A Public Health Pioneer

Jan 13, 2015


Mabel Elliott of Benton Harbor, Michigan, was a physician with the American Women’s Hospitals organization. From May 1919 to January 1920, she directed the Near East Relief’s medical unit in Marash, Turkey. When the city came under siege, Dr. Elliott fled with 5,000 refugees. On a three-day trek to safety on foot, half of the refugees in her care died of exposure along the way. Following a five-month respite in America, Dr. Elliot returned to Ismid, Turkey, where she created a modern hospital that included nurses’ training classes, attached clinics, and a soup kitchen—with Near East Relief furnishing all necessary supplies and the American Women’s Hospitals organization providing the medical staff.

A September 1921 inspection trip to Near East Relief’s stations in the Caucasus inspired Dr.
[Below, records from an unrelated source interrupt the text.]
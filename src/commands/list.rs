//! List command implementation

use crate::programmers::Session;
use crate::CliError;

/// List the devices the programmer supports
pub fn run_list_devices(session: &mut Session) -> Result<(), CliError> {
    let devices = session.devices()?;
    println!("Supported devices:");
    print!("{}", devices);
    println!("* = autodetected");
    Ok(())
}
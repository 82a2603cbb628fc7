//! ardpicprog-dummy - Emulated ProgramPIC programmer for testing
//!
//! This crate provides a [`Transport`] that behaves like a programmer
//! running ProgramPIC 1.x firmware with a PIC in its socket, entirely in
//! memory. It's useful for testing and development without real hardware.

use std::collections::{BTreeMap, VecDeque};
use std::time::Duration;

use ardpicprog_core::device::{
    KEY_CONFIG_RANGE, KEY_DATA_BITS, KEY_DATA_RANGE, KEY_DEVICE_ID, KEY_DEVICE_NAME,
    KEY_PROGRAM_BITS, KEY_PROGRAM_RANGE, KEY_RESERVED_RANGE,
};
use ardpicprog_core::AddressRange;
use ardpicprog_serial::{Result, Transport};

/// Words per READBIN packet sent by the emulator
const READ_PACKET_WORDS: usize = 32;

/// A device the emulated programmer knows about
#[derive(Debug, Clone)]
pub struct DummyDevice {
    /// Device name
    pub name: String,
    /// 4-digit device ID, `None` if the device cannot be identified
    pub id: Option<String>,
    /// Program memory
    pub program_range: AddressRange,
    /// Program word width
    pub program_bits: u32,
    /// Id words and fuses
    pub config_range: AddressRange,
    /// Data memory
    pub data_range: AddressRange,
    /// Data word width
    pub data_bits: u32,
    /// Calibration words
    pub reserved_range: AddressRange,
}

impl DummyDevice {
    /// PIC12F675: 1K program words, OSCCAL in the last word, 128 bytes EEPROM
    pub fn pic12f675() -> Self {
        Self {
            name: "pic12f675".into(),
            id: Some("0FC0".into()),
            program_range: AddressRange::with_end(0x0000, 0x03FF),
            program_bits: 14,
            config_range: AddressRange::with_end(0x2000, 0x2007),
            data_range: AddressRange::with_end(0x2100, 0x217F),
            data_bits: 8,
            reserved_range: AddressRange::with_end(0x03FF, 0x03FF),
        }
    }

    /// PIC16F628A: 2K program words, 128 bytes EEPROM, no calibration word
    pub fn pic16f628a() -> Self {
        Self {
            name: "pic16f628a".into(),
            id: Some("1060".into()),
            program_range: AddressRange::with_end(0x0000, 0x07FF),
            program_bits: 14,
            config_range: AddressRange::with_end(0x2000, 0x2007),
            data_range: AddressRange::with_end(0x2100, 0x217F),
            data_bits: 8,
            reserved_range: AddressRange::empty(0x0800),
        }
    }

    /// PIC16F84: no device ID, must be selected by name
    pub fn pic16f84() -> Self {
        Self {
            name: "pic16f84".into(),
            id: None,
            program_range: AddressRange::with_end(0x0000, 0x03FF),
            program_bits: 14,
            config_range: AddressRange::with_end(0x2000, 0x2007),
            data_range: AddressRange::with_end(0x2100, 0x213F),
            data_bits: 8,
            reserved_range: AddressRange::empty(0x0400),
        }
    }

    fn full_word(&self, addr: u32) -> u16 {
        let bits = if self.data_range.contains(addr) {
            self.data_bits
        } else {
            self.program_bits
        };
        ((1u32 << bits.min(16)) - 1) as u16
    }

    fn details(&self) -> String {
        let mut out = String::new();
        out.push_str(&format!("{}: {}\n", KEY_DEVICE_NAME, self.name));
        out.push_str(&format!(
            "{}: {}\n",
            KEY_DEVICE_ID,
            self.id.as_deref().unwrap_or("0000")
        ));
        let ranges = [
            (KEY_PROGRAM_RANGE, self.program_range),
            (KEY_CONFIG_RANGE, self.config_range),
            (KEY_DATA_RANGE, self.data_range),
            (KEY_RESERVED_RANGE, self.reserved_range),
        ];
        for (key, range) in ranges {
            if !range.is_empty() {
                out.push_str(&format!("{}: {}\n", key, range));
            }
        }
        out.push_str(&format!("{}: {}\n", KEY_PROGRAM_BITS, self.program_bits));
        out.push_str(&format!("{}: {}\n", KEY_DATA_BITS, self.data_bits));
        out
    }
}

/// Configuration for the emulated programmer
#[derive(Debug, Clone)]
pub struct DummyConfig {
    /// Reply to `PROGRAM_PIC_VERSION`
    pub version: String,
    /// Number of version polls to ignore before answering
    pub silent_polls: usize,
    /// Devices the firmware supports
    pub catalog: Vec<DummyDevice>,
    /// Index into `catalog` of the device in the socket, `None` if empty
    pub socket: Option<usize>,
    /// `PENDING` lines sent before an erase completes
    pub erase_pending: usize,
    /// Initial contents of the calibration words
    pub calibration: u16,
}

impl Default for DummyConfig {
    fn default() -> Self {
        Self {
            version: "ProgramPIC 1.0".into(),
            silent_polls: 0,
            catalog: vec![
                DummyDevice::pic12f675(),
                DummyDevice::pic16f628a(),
                DummyDevice::pic16f84(),
            ],
            socket: Some(0),
            erase_pending: 2,
            calibration: 0x3480,
        }
    }
}

enum Mode {
    Command,
    WriteBin { next: u32, force: bool },
}

/// Emulated programmer
///
/// Bytes written to it are parsed as commands; replies are queued and
/// handed out by [`Transport::read`]. Unset words read as erased.
pub struct DummyProgrammer {
    config: DummyConfig,
    selected: Option<usize>,
    memory: BTreeMap<u32, u16>,
    rx: Vec<u8>,
    tx: VecDeque<u8>,
    mode: Mode,
    commands: Vec<String>,
    timeout: Duration,
    open: bool,
    powered: bool,
}

impl DummyProgrammer {
    /// Create a new emulator with the given configuration
    pub fn new(config: DummyConfig) -> Self {
        let mut memory = BTreeMap::new();
        if let Some(device) = config.socket.and_then(|i| config.catalog.get(i)) {
            for addr in device.reserved_range.addresses() {
                memory.insert(addr, config.calibration);
            }
        }
        Self {
            config,
            selected: None,
            memory,
            rx: Vec::new(),
            tx: VecDeque::new(),
            mode: Mode::Command,
            commands: Vec::new(),
            timeout: Duration::ZERO,
            open: true,
            powered: false,
        }
    }

    /// Create an emulator with a PIC12F675 in the socket
    pub fn new_default() -> Self {
        Self::new(DummyConfig::default())
    }

    /// Word stored at `addr` on the socketed device
    pub fn word(&self, addr: u32) -> u16 {
        match self.memory.get(&addr) {
            Some(&w) => w,
            None => self.socket_device().map_or(0xFFFF, |d| d.full_word(addr)),
        }
    }

    /// Store a word directly, bypassing the protocol
    pub fn set_word(&mut self, addr: u32, word: u16) {
        self.memory.insert(addr, word);
    }

    /// Every command line received, in order
    pub fn commands(&self) -> &[String] {
        &self.commands
    }

    /// Current receive timeout
    pub fn timeout(&self) -> Duration {
        self.timeout
    }

    /// Whether the socket is powered
    pub fn is_powered(&self) -> bool {
        self.powered
    }

    fn socket_device(&self) -> Option<&DummyDevice> {
        self.config.socket.and_then(|i| self.config.catalog.get(i))
    }

    fn selected_device(&self) -> Option<&DummyDevice> {
        self.selected.and_then(|i| self.config.catalog.get(i))
    }

    fn reply(&mut self, text: &str) {
        self.tx.extend(text.as_bytes());
    }

    fn process(&mut self) {
        loop {
            match self.mode {
                Mode::Command => {
                    let Some(end) = self.rx.iter().position(|&b| b == b'\n') else {
                        return;
                    };
                    let line: Vec<u8> = self.rx.drain(..=end).collect();
                    let line = String::from_utf8_lossy(&line);
                    let line = line.trim_end_matches(['\n', '\r']).to_string();
                    self.handle_command(&line);
                }
                Mode::WriteBin { next, force } => {
                    let Some(&len) = self.rx.first() else {
                        return;
                    };
                    let len = len as usize;
                    if self.rx.len() < len + 1 {
                        return;
                    }
                    let packet: Vec<u8> = self.rx.drain(..=len).skip(1).collect();
                    if len == 0 {
                        log::trace!("dummy: WRITEBIN done");
                        self.mode = Mode::Command;
                    } else {
                        let words: Vec<u16> = packet
                            .chunks_exact(2)
                            .map(|p| u16::from_le_bytes([p[0], p[1]]))
                            .collect();
                        self.store(next, &words, force);
                        self.mode = Mode::WriteBin {
                            next: next + words.len() as u32,
                            force,
                        };
                    }
                    self.reply("OK\n");
                }
            }
        }
    }

    fn handle_command(&mut self, line: &str) {
        log::trace!("dummy: command '{}'", line);
        self.commands.push(line.to_string());

        let mut tokens = line.split_whitespace();
        let Some(cmd) = tokens.next() else {
            return;
        };
        let args: Vec<&str> = tokens.collect();

        match cmd {
            "PROGRAM_PIC_VERSION" => {
                if self.config.silent_polls > 0 {
                    self.config.silent_polls -= 1;
                } else {
                    let version = format!("{}\n", self.config.version);
                    self.reply(&version);
                }
            }
            "DEVICE" => self.cmd_device(),
            "DEVICES" => self.cmd_devices(),
            "SETDEVICE" => self.cmd_setdevice(&args),
            "READBIN" => self.cmd_readbin(&args),
            "WRITEBIN" => self.cmd_writebin(&args),
            "WRITE" => self.cmd_write(&args),
            "ERASE" => self.cmd_erase(&args),
            "PWROFF" => {
                self.powered = false;
                self.reply("OK\n");
            }
            _ => self.reply("ERROR\n"),
        }
    }

    fn cmd_device(&mut self) {
        let Some(index) = self.config.socket else {
            self.reply("ERROR\n");
            return;
        };
        self.powered = true;
        let Some(device) = self.config.catalog.get(index) else {
            self.reply("ERROR\n");
            return;
        };
        if device.id.is_some() {
            let details = device.details();
            self.selected = Some(index);
            self.reply("OK\n");
            self.reply(&details);
        } else {
            self.reply("OK\nDeviceID: 0000\n");
        }
        self.reply(".\n");
    }

    fn cmd_devices(&mut self) {
        let mut out = String::from("OK\n");
        for device in &self.config.catalog {
            out.push_str(&device.name);
            if device.id.is_some() {
                out.push('*');
            }
            out.push('\n');
        }
        out.push_str(".\n");
        self.reply(&out);
    }

    fn cmd_setdevice(&mut self, args: &[&str]) {
        let found = args.first().and_then(|name| {
            self.config
                .catalog
                .iter()
                .position(|d| d.name.eq_ignore_ascii_case(name))
        });
        match found {
            Some(index) => {
                self.selected = Some(index);
                let details = self.config.catalog[index].details();
                self.reply("OK\n");
                self.reply(&details);
                self.reply(".\n");
            }
            None => self.reply("ERROR\n"),
        }
    }

    fn cmd_readbin(&mut self, args: &[&str]) {
        let range = args
            .first()
            .and_then(|arg| arg.split_once('-'))
            .and_then(|(s, e)| {
                Some((
                    u32::from_str_radix(s, 16).ok()?,
                    u32::from_str_radix(e, 16).ok()?,
                ))
            });
        let (Some((start, end)), true) = (range, self.selected.is_some()) else {
            self.reply("ERROR\n");
            return;
        };

        self.reply("OK\n");
        let words: Vec<u16> = (start..=end).map(|addr| self.word(addr)).collect();
        for chunk in words.chunks(READ_PACKET_WORDS) {
            self.tx.push_back((chunk.len() * 2) as u8);
            for word in chunk {
                self.tx.extend(word.to_le_bytes());
            }
        }
        self.tx.push_back(0);
    }

    fn parse_write_args<'a>(args: &'a [&'a str]) -> Option<(bool, u32, &'a [&'a str])> {
        let (force, rest) = match args.first() {
            Some(&"FORCE") => (true, &args[1..]),
            _ => (false, args),
        };
        let (addr, rest) = rest.split_first()?;
        let addr = u32::from_str_radix(addr, 16).ok()?;
        Some((force, addr, rest))
    }

    fn cmd_writebin(&mut self, args: &[&str]) {
        match Self::parse_write_args(args) {
            Some((force, next, [])) if self.selected.is_some() => {
                self.mode = Mode::WriteBin { next, force };
                self.reply("OK\n");
            }
            _ => self.reply("ERROR\n"),
        }
    }

    fn cmd_write(&mut self, args: &[&str]) {
        let parsed = Self::parse_write_args(args).and_then(|(force, addr, rest)| {
            let words = rest
                .iter()
                .map(|w| u16::from_str_radix(w, 16).ok())
                .collect::<Option<Vec<u16>>>()?;
            Some((force, addr, words))
        });
        match parsed {
            Some((force, addr, words)) if self.selected.is_some() && !words.is_empty() => {
                self.store(addr, &words, force);
                self.reply("OK\n");
            }
            _ => self.reply("ERROR\n"),
        }
    }

    fn store(&mut self, start: u32, words: &[u16], force: bool) {
        let reserved = self
            .selected_device()
            .map_or(AddressRange::empty(0), |d| d.reserved_range);
        for (addr, &word) in (start..).zip(words) {
            if !force && reserved.contains(addr) {
                log::trace!("dummy: preserving calibration word at {:04X}", addr);
                continue;
            }
            self.memory.insert(addr, word);
        }
    }

    fn cmd_erase(&mut self, args: &[&str]) {
        let nopreserve = match args {
            [] => false,
            ["NOPRESERVE"] => true,
            _ => {
                self.reply("ERROR\n");
                return;
            }
        };
        if self.selected.is_none() {
            self.reply("ERROR\n");
            return;
        }
        let reserved = self
            .selected_device()
            .map_or(AddressRange::empty(0), |d| d.reserved_range);
        self.memory
            .retain(|&addr, _| !nopreserve && reserved.contains(addr));

        for _ in 0..self.config.erase_pending {
            self.reply("PENDING\n");
        }
        self.reply("OK\n");
    }
}

impl Transport for DummyProgrammer {
    fn write(&mut self, data: &[u8]) -> Result<()> {
        self.rx.extend_from_slice(data);
        self.process();
        Ok(())
    }

    fn read(&mut self, buf: &mut [u8]) -> Result<usize> {
        let n = buf.len().min(self.tx.len());
        for (slot, byte) in buf.iter_mut().zip(self.tx.drain(..n)) {
            *slot = byte;
        }
        Ok(n)
    }

    fn set_timeout(&mut self, timeout: Duration) -> Result<()> {
        self.timeout = timeout;
        Ok(())
    }

    fn is_open(&self) -> bool {
        self.open
    }

    fn close(&mut self) -> Result<()> {
        self.open = false;
        Ok(())
    }
}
Elliott to relocate her practice. There she supervised the medical care of 40,000 orphans and thousands of adult refugees. A year later, she was called upon to assist orphans in Mityelene, Greece, in the aftermath of the Smyrna Disaster and serve as Near East Relief’s medical director in Greece. In the span of one year, Dr. Elliott established seven hospitals and numerous small clinics throughout Greece. She also created a quarantine station on Macronissi Island to prevent the spread of disease among the refugee population.

In appreciation of her pioneering public health work, the Greek government presented Dr. Elliott with the Silver Cross of St. George, the Gold Cross of St. George, and the Greek Croix de Guerre. Returning to America in October 1923, Dr. Elliot recorded her memoirs in the acclaimed book Beginning Again at Ararat.